Figure 1.

(A) Schematic representation of the stopped-flow mixing experiments. The arrow indicates fluorescence detection; (B and C) Quantification of ·OH production by loss of fluorescence emission of fluorescein following the mixing equal volumes of solutions containing Fe(II)-EDTA and H₂O₂ in assay buffer at 25°C to final concentrations of 10 and 133 mM (0.45%), respectively. (C) is an expansion of the first 10 ms of (B). The closed symbols track the oxidation of fluorescein. The open symbols depict the control in which the fluorescein and H₂O₂ were mixed with buffer.

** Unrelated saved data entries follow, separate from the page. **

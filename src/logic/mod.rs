//! Tournament business logic: ranking, bye assignment, pairing, match recording.

mod bye;
mod pairing;
mod ranking;
mod recording;
mod registration;

pub use bye::assign_bye;
pub use pairing::pair;
pub use ranking::{rank, TieBreak};
pub use recording::record_match;
pub use registration::{register_player, reset_matches, reset_players};
//! Standings store: the storage collaborator the core reads snapshots from and writes updates to.
//!
//! Every interaction goes through a [`StandingsTx`] opened by [`StandingsStore::begin`]. A transaction
//! has exclusive access to the store until it is committed or dropped; dropping it without
//! [`StandingsTx::commit`] discards its changes.

mod memory;

pub use memory::{MemoryStore, MemoryTx};

use crate::models::{MatchRecord, PlayerId, StandingRow, TournamentError};

/// A unit of work against the store. Reads see one consistent snapshot.
pub trait StandingsTx {
    /// All players joined with their standings, in registration order.
    fn snapshot(&mut self) -> Result<Vec<StandingRow>, TournamentError>;

    fn count_players(&mut self) -> Result<usize, TournamentError>;

    /// Insert a player with a zeroed standing. Returns the newly assigned id.
    fn insert_player(&mut self, name: &str) -> Result<PlayerId, TournamentError>;

    /// Add one win and one match. `UnknownPlayer` if `id` is not registered.
    fn increment_win(&mut self, id: PlayerId) -> Result<(), TournamentError>;

    /// Add one loss and one match. `UnknownPlayer` if `id` is not registered.
    fn increment_loss(&mut self, id: PlayerId) -> Result<(), TournamentError>;

    /// Flip `used_bye` for `id`. `UnknownPlayer` if `id` is not registered.
    fn toggle_bye(&mut self, id: PlayerId) -> Result<(), TournamentError>;

    fn append_match(&mut self, record: MatchRecord) -> Result<(), TournamentError>;

    /// Match log in report order.
    fn matches(&mut self) -> Result<Vec<MatchRecord>, TournamentError>;

    /// Clear the match log and zero every standing (players stay registered).
    fn delete_matches(&mut self) -> Result<(), TournamentError>;

    /// Remove all players, standings and the match log.
    fn delete_players(&mut self) -> Result<(), TournamentError>;

    /// Make every change in this transaction durable.
    fn commit(self) -> Result<(), TournamentError>
    where
        Self: Sized;
}

/// Something that can open transactions.
pub trait StandingsStore {
    type Tx<'a>: StandingsTx
    where
        Self: 'a;

    /// Open a transaction. `StoreUnavailable` if the store cannot be reached.
    fn begin(&self) -> Result<Self::Tx<'_>, TournamentError>;
}

/// Run `f` inside one transaction: commit on `Ok`, roll back on `Err` (or panic).
pub fn with_transaction<'s, S, T, F>(store: &'s S, f: F) -> Result<T, TournamentError>
where
    S: StandingsStore,
    F: FnOnce(&mut S::Tx<'s>) -> Result<T, TournamentError>,
{
    let mut tx = store.begin()?;
    let out = f(&mut tx)?;
    tx.commit()?;
    Ok(out)
}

Five ‘shots’ were averaged. Every second and fourth data point is displayed in (C) and (D) for clarity. The blue open squares in (B) depict the fluorescein oxidation experiment conducted in the quench-flow mixer. The blue open square symbols in (C) depict the cleavage of ³²P-RNA in the quench-flow mixer. The solid line depicts the best fit of an exponential decay to the stopped-flow fluorescence data over the 10 ms duration shown in (C) with y₀ = 2.326 ± 0.007; A = 1.143 ± 0.028 and t = 3.0 ± 0.1 ms; (D) Direct measurement of the oxidation of 1 mM Fe(II) to Fe(III) by 44 mM H₂O₂ by following the absorption increase at 350 nm (33). The 350 nm wavelength is on the shoulder of the iron-chelator absorption spectrum separate from H₂O₂ absorption. The data are best fit to a bi-exponential decay with y₀ = 1.129 ± 0.002; A₁, t₁ = −0.265 ± 0.002, 1.45 ± 0.01 ms; A₂, t₂ = −0.101 ± 0.002, 6.57 ± 0.04 ms. Reactions involving Fe(II), Fe(III) and H₂O₂ and their products in addition to reaction 1 have been documented at the reagent concentrations being used in this footprinting protocol (25) and are the likely source of observed multiple kinetics phases. These additional reactions are not considered herein since the slower kinetic phases do not significantly contribute to the footprinting reaction.